How COVID-19 Strained Tanzania’s Tuberculosis Care (and What Helped)
A study led by Doreen Pamba found COVID-19 disrupted TB supplies and care, and frontline workers used practical adaptations to keep services running.
When COVID-19 arrived, tuberculosis (TB) services in Tanzania faced sudden new pressures. A team led by Doreen Pamba set out to document what happened during the pandemic’s first year (March 2020–February 2021) and how health workers responded. The researchers conducted a qualitative descriptive study that drew on in-depth interviews and group discussions carried out in July 2022. They purposively selected 37 TB treatment facilities across seven regions that had high TB case notifications in 2019 and that provided both TB and COVID-19 services during the first year of the pandemic. From those facilities the study team spoke with 58 healthcare workers (HCWs) and 55 community health workers (CHWs). The goal was to describe COVID-19’s effects on TB commodity supply, the care cascade and active case finding, and to capture the practical responses taken by HCWs and CHWs when services and patients were disrupted. The study focuses on frontline experiences, aiming to show what problems emerged and which adaptations helped keep treatment and case-finding going.
The study combined 25 in-depth interviews and 10 focus group discussions to gather frontline perspectives. Participants reported a range of supply and service problems: unusual stockouts and delayed receipt of GeneXpert cartridges and sputum containers limited laboratory testing capacity. Clinic attendance fell as people hesitated to be screened, provide sputum samples or participate in contact tracing because they feared catching COVID-19 or being diagnosed and quarantined. To manage these gaps, staff adopted several pragmatic measures. HCWs used alternative containers for sputum sample collection and optimized limited GeneXpert cartridges by prioritizing GeneXpert testing for TB risk groups. Where GeneXpert was constrained they relied more on microscopy and chest X-ray, and sometimes used a sputum pooling method to stretch laboratory resources. Drug refill schedules were extended to reduce clinic visits. CHWs shifted to mobile communication for client tracing and focused household visits on people at higher TB risk. These changes helped maintain core services despite supply and demand shocks.
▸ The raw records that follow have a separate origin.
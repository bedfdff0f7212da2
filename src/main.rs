// SPDX-FileCopyrightText: 2026 Joost van der Laan <joost@fashionunited.com>
//
// SPDX-License-Identifier: AGPL-3.0-only

mod api;
mod config;
mod currencies;
mod db;
mod engine;
mod models;
mod pricing;
mod rates;
mod rental;

use anyhow::Result;
use chrono::Local;
use clap::{Parser, Subcommand};
use dotenvy::dotenv;
use std::path::{Path, PathBuf};
use std::sync::Arc;
use std::time::Duration;

use crate::api::RateSourceClient;
use crate::engine::PricingEngine;
use crate::models::{parse_display_date, AddOnCounts, Listing, RentalRequest};
use crate::rates::ExchangeRateStore;

#[derive(Parser)]
#[command(name = "carrates", about = "Currency conversion and rental pricing console")]
struct Cli {
    #[command(subcommand)]
    command: Command,
}

#[derive(Subcommand)]
enum Command {
    /// Show the current exchange rate table
    Rates,
    /// Fetch a fresh rate table from the rate source
    Refresh,
    /// Export the current rate table to a timestamped CSV under output/
    ExportRates,
    /// List the supported display currencies
    Currencies,
    /// Set the preferred display currency
    SetCurrency { code: String },
    /// Show each listing's effective prices on a date (defaults to today)
    Prices {
        #[arg(long)]
        date: Option<String>,
    },
    /// Quote a rental booking
    Quote {
        /// Listing id from the listings file
        #[arg(long)]
        listing: String,
        /// Pickup date (dd/mm/yyyy or yyyy-mm-dd)
        #[arg(long)]
        pickup: String,
        /// Return date (dd/mm/yyyy or yyyy-mm-dd)
        #[arg(long = "return")]
        return_date: String,
        #[arg(long, default_value_t = 0)]
        child_seats: u32,
        #[arg(long, default_value_t = 0)]
        extra_drivers: u32,
        #[arg(long, default_value_t = 0)]
        young_driver: u32,
        /// Display currency for this quote (defaults to the saved preference)
        #[arg(long)]
        currency: Option<String>,
    },
    /// Run the periodic refresh loop, printing applied updates
    Watch,
    /// Write a default config.toml next to the manifest
    InitConfig,
}

#[tokio::main]
async fn main() -> Result<()> {
    dotenv().ok();

    let cli = Cli::parse();

    if matches!(cli.command, Command::InitConfig) {
        config::save_config(&config::Config::default())?;
        println!("✅ Default config.toml written");
        return Ok(());
    }

    let config = config::load_config().unwrap_or_default();

    let pool = db::create_db_pool(&config.database_url).await?;
    let client = RateSourceClient::new(config.rate_api_url.clone());

    // Seed from the last persisted snapshot so a restart does not regress
    // to the hard-coded defaults.
    let store = match currencies::load_rate_snapshot(&pool).await? {
        Some(snapshot) => ExchangeRateStore::with_table(client, snapshot),
        None => ExchangeRateStore::new(client),
    };
    let engine = Arc::new(PricingEngine::new(Arc::new(store), pool).await?);

    match cli.command {
        Command::Rates => show_rates(&engine),
        Command::Refresh => {
            if engine.refresh_rates().await {
                println!("✅ Exchange rates updated");
            } else {
                println!("⚠️  Refresh failed, still using the last-good table");
            }
            show_rates(&engine);
        }
        Command::ExportRates => export_rates_csv(&engine)?,
        Command::Currencies => {
            let current = engine.display_currency();
            for currency in engine.supported_currencies() {
                let marker = if currency.code == current { " (current)" } else { "" };
                println!(
                    "{} {} - {}{}",
                    currency.code, currency.symbol, currency.display_name, marker
                );
            }
        }
        Command::SetCurrency { code } => {
            engine.set_display_currency(&code).await?;
            println!("✅ Display currency set to {}", code);
        }
        Command::Prices { date } => {
            let on_date = match date {
                Some(text) => parse_display_date(&text)?,
                None => Local::now().date_naive(),
            };
            let listings = models::load_listings(Path::new(&config.listings_path))?;
            show_prices(&engine, &listings, on_date);
        }
        Command::Quote {
            listing,
            pickup,
            return_date,
            child_seats,
            extra_drivers,
            young_driver,
            currency,
        } => {
            let listings = models::load_listings(Path::new(&config.listings_path))?;
            let found = listings
                .iter()
                .find(|l| l.id == listing)
                .ok_or_else(|| anyhow::anyhow!("No listing with id {}", listing))?;

            let request = RentalRequest {
                pickup_date: Some(parse_display_date(&pickup)?),
                return_date: Some(parse_display_date(&return_date)?),
                add_ons: AddOnCounts {
                    child_seat: child_seats,
                    extra_driver: extra_drivers,
                    young_driver_package: young_driver,
                },
            };

            show_quote(&engine, found, &request, currency.as_deref())?;
        }
        Command::Watch => {
            println!(
                "Watching exchange rates every {}s, Ctrl-C to stop",
                config.refresh_interval_secs
            );
            let handle =
                engine.spawn_refresh_task(Duration::from_secs(config.refresh_interval_secs));
            handle.await?;
        }
        // Handled before the engine is built
        Command::InitConfig => unreachable!(),
    }

    Ok(())
}

fn show_rates(engine: &PricingEngine) {
    let table = engine.rate_store().current_table();
    let mut codes: Vec<_> = table.keys().collect();
    codes.sort();

    println!("Rates per EUR:");
    for code in codes {
        println!("  {} {}", code, table[code]);
    }
    match engine.rate_store().last_updated() {
        Some(at) => println!("Last updated: {}", at.format("%Y-%m-%d %H:%M:%S")),
        None => println!("Last updated: never (using stored or default rates)"),
    }
    if engine.rate_store().has_error() {
        println!("⚠️  Last refresh failed");
    }
}

fn export_rates_csv(engine: &PricingEngine) -> Result<()> {
    let output_dir = PathBuf::from("output");
    std::fs::create_dir_all(&output_dir)?;

    let timestamp = Local::now().format("%Y%m%d_%H%M%S");
    let csv_path = output_dir.join(format!("exchange_rates_{}.csv", timestamp));
    let mut writer = csv::Writer::from_path(&csv_path)?;

    writer.write_record(["Code", "Name", "Rate (per EUR)"])?;

    let table = engine.rate_store().current_table();
    let mut codes: Vec<_> = table.keys().collect();
    codes.sort();
    for code in codes {
        let name = currencies::currency_info(code).map_or("", |c| c.display_name);
        let rate = table[code].to_string();
        writer.write_record([code.as_str(), name, rate.as_str()])?;
    }
    writer.flush()?;

    println!("✅ CSV file created at: {}", csv_path.display());
    Ok(())
}

fn show_prices(engine: &PricingEngine, listings: &[Listing], on_date: chrono::NaiveDate) {
    println!("Effective prices on {}:", on_date.format("%d/%m/%Y"));
    for listing in listings {
        let pricing = engine.resolve_effective_pricing(listing, on_date);
        let season = pricing.source_name.as_deref().unwrap_or("base pricing");
        println!(
            "  {} - {}/day, {}/week ({})",
            listing.name,
            engine.convert_and_format_price(pricing.daily, &pricing.currency, None),
            engine.convert_and_format_price(pricing.weekly, &pricing.currency, None),
            season
        );
    }
}

fn show_quote(
    engine: &PricingEngine,
    listing: &Listing,
    request: &RentalRequest,
    currency: Option<&str>,
) -> Result<()> {
    let quote = engine.compute_rental_total(listing, request)?;
    let season = quote.pricing.source_name.as_deref().unwrap_or("base pricing");

    println!("Quote for {} ({})", listing.name, listing.id);
    println!(
        "  {} days ({} week(s) + {} day(s)), {}",
        quote.days,
        quote.days / 7,
        quote.days % 7,
        season
    );
    println!(
        "  Car rental: {}",
        engine.convert_and_format_price(quote.car_cost_eur, "EUR", currency)
    );
    println!(
        "  Add-ons:    {}",
        engine.convert_and_format_price(quote.add_ons_cost_eur, "EUR", currency)
    );
    println!(
        "  Total:      {}",
        engine.convert_and_format_price(quote.total_eur, "EUR", currency)
    );
    Ok(())
}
The findings show that COVID-19 disrupted both the availability of TB commodities and people’s willingness to seek TB care, but also that frontline teams developed adaptive practices that supported resilience. Measures such as extending drug refill schedules (multi-month drug refills), prioritizing GeneXpert use for high-risk groups, using alternative sputum containers, and employing microscopy, chest X-ray and sputum pooling provided stopgap solutions that kept diagnosis and treatment moving. The study highlights that these practical adaptations offer important lessons for strengthening TB service delivery beyond the pandemic, but it cautions that their effectiveness and sustainability are not yet proven. The authors note strengths including triangulation of data collection and researcher perspectives, but also acknowledge limitations: retrospective interviews may introduce recall bias and focusing on high-COVID-19 regions may limit how well the findings transfer to areas less affected by COVID-19. They recommend prospective studies to assess long-term impact and suggest National Tuberculosis Programs consider adapting successful practices to local contexts with appropriate evaluation.